━━━ Source information ━━━
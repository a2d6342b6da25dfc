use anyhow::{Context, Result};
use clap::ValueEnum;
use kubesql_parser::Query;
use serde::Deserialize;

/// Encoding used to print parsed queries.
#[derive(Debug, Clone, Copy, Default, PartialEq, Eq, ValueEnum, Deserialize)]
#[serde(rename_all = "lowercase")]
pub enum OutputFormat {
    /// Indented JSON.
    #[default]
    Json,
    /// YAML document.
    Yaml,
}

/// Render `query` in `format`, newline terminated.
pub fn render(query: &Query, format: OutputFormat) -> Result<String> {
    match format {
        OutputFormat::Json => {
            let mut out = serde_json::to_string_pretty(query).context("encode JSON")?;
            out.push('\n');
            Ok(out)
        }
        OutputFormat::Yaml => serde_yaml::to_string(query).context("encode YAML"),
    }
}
━━━
━━━ Source information ━━━
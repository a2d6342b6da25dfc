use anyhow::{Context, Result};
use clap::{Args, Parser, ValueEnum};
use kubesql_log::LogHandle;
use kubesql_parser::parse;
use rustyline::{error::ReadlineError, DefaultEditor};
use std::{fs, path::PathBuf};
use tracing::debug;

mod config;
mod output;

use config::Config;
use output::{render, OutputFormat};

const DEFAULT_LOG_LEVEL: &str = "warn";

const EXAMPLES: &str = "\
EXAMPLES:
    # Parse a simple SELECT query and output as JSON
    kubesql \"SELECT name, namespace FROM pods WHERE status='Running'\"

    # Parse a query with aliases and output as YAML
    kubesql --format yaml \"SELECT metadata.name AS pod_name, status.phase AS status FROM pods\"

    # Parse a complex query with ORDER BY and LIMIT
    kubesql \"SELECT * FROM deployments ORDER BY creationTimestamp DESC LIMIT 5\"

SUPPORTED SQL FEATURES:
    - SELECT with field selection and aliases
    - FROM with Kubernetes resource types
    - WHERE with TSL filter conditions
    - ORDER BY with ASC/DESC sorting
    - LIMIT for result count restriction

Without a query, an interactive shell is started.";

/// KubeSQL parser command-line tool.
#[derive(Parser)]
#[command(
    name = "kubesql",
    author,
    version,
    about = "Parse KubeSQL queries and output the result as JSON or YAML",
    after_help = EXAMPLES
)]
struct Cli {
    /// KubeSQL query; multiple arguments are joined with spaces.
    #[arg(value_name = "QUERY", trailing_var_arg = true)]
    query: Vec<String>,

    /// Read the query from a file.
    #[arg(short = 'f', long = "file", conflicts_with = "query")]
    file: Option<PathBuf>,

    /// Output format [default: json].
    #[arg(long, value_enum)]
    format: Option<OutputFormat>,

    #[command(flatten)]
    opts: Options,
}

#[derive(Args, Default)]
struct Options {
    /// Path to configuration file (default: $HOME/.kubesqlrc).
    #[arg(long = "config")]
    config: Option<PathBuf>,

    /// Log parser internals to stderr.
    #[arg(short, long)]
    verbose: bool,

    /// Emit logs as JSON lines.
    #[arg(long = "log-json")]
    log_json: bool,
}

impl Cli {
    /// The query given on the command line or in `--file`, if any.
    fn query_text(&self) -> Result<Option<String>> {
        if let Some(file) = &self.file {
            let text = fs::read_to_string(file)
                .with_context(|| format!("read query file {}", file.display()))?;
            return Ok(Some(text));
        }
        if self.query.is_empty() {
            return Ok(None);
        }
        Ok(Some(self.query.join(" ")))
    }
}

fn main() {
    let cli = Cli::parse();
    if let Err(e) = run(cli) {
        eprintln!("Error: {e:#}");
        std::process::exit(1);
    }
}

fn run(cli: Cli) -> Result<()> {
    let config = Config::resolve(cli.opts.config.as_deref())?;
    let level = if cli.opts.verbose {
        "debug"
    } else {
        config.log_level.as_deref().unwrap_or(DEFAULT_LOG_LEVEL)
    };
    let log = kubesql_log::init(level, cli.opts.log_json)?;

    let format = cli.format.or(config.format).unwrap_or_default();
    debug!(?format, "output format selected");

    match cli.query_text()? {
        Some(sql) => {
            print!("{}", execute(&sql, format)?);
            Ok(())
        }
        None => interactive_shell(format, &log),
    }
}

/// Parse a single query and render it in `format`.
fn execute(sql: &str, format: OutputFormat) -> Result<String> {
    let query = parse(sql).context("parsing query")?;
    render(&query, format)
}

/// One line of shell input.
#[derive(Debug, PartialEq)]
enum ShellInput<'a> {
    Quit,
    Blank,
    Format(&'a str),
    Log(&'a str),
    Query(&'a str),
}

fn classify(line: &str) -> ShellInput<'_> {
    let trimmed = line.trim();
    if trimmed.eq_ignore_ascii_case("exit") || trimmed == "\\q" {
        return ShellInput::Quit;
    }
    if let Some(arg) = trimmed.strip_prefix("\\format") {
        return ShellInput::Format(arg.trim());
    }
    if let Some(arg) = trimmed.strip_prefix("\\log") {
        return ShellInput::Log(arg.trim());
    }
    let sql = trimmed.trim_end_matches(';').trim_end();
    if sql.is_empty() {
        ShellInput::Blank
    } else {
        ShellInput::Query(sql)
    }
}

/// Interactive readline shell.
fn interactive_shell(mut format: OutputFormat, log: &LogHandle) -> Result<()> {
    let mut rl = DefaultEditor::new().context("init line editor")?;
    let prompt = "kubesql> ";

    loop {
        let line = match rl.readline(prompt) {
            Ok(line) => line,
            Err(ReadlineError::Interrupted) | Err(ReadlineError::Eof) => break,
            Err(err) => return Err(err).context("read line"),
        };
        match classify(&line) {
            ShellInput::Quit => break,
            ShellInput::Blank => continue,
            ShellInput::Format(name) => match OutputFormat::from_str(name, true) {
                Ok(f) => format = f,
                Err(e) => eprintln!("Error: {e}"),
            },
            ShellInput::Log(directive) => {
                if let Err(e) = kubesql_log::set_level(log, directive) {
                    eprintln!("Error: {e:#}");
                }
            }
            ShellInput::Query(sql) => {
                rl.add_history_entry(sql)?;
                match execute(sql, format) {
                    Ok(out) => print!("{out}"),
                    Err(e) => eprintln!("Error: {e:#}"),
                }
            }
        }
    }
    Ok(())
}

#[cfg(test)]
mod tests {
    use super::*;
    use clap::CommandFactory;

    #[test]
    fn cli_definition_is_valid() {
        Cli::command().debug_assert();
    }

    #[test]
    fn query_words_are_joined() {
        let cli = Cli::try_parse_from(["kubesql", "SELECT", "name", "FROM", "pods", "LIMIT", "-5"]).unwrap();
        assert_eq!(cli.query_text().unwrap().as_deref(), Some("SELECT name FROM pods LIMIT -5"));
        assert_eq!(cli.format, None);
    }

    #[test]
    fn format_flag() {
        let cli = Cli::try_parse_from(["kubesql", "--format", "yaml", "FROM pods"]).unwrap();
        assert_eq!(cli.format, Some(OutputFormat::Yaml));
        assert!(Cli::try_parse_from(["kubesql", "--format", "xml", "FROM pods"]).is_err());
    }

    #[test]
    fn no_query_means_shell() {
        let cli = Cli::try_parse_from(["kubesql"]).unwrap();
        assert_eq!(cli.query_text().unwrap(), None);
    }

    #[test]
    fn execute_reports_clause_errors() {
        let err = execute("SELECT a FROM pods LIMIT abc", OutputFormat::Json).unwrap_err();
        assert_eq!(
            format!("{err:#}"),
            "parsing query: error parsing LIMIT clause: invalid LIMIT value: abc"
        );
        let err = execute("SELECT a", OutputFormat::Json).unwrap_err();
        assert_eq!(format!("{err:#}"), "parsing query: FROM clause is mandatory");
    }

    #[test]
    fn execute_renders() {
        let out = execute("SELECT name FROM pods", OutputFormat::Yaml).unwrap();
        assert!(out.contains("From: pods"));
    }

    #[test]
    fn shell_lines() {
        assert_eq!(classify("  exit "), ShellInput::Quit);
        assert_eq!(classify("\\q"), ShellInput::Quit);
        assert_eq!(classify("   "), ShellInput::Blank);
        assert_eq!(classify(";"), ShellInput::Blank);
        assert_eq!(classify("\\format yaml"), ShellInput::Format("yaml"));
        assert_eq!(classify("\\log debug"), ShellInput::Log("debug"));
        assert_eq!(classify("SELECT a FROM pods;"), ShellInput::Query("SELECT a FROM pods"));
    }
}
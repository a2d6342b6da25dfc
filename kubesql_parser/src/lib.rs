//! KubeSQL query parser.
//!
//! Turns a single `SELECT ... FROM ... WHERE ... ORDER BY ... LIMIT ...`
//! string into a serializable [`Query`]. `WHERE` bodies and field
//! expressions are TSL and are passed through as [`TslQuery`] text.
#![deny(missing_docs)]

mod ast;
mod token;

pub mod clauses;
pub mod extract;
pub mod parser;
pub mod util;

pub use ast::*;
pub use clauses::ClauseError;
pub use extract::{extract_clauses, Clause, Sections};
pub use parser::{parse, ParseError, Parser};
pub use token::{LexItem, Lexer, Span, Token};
━━━
## What to work on
Taking the entries above, write out exactly each line from the one holding "fn execute(sql: &str, format: OutputFormat)" to the one holding "fn interactive_shell(mut format: OutputFormat, log: &LogHandle)", both included, and stop there.

## Answer space
fn execute(sql: &str, format: OutputFormat) -> Result<String> {
    let query = parse(sql).context("parsing query")?;
    render(&query, format)
}

/// One line of shell input.
#[derive(Debug, PartialEq)]
enum ShellInput<'a> {
    Quit,
    Blank,
    Format(&'a str),
    Log(&'a str),
    Query(&'a str),
}

fn classify(line: &str) -> ShellInput<'_> {
    let trimmed = line.trim();
    if trimmed.eq_ignore_ascii_case("exit") || trimmed == "\\q" {
        return ShellInput::Quit;
    }
    if let Some(arg) = trimmed.strip_prefix("\\format") {
        return ShellInput::Format(arg.trim());
    }
    if let Some(arg) = trimmed.strip_prefix("\\log") {
        return ShellInput::Log(arg.trim());
    }
    let sql = trimmed.trim_end_matches(';').trim_end();
    if sql.is_empty() {
        ShellInput::Blank
    } else {
        ShellInput::Query(sql)
    }
}

/// Interactive readline shell.
fn interactive_shell(mut format: OutputFormat, log: &LogHandle) -> Result<()> {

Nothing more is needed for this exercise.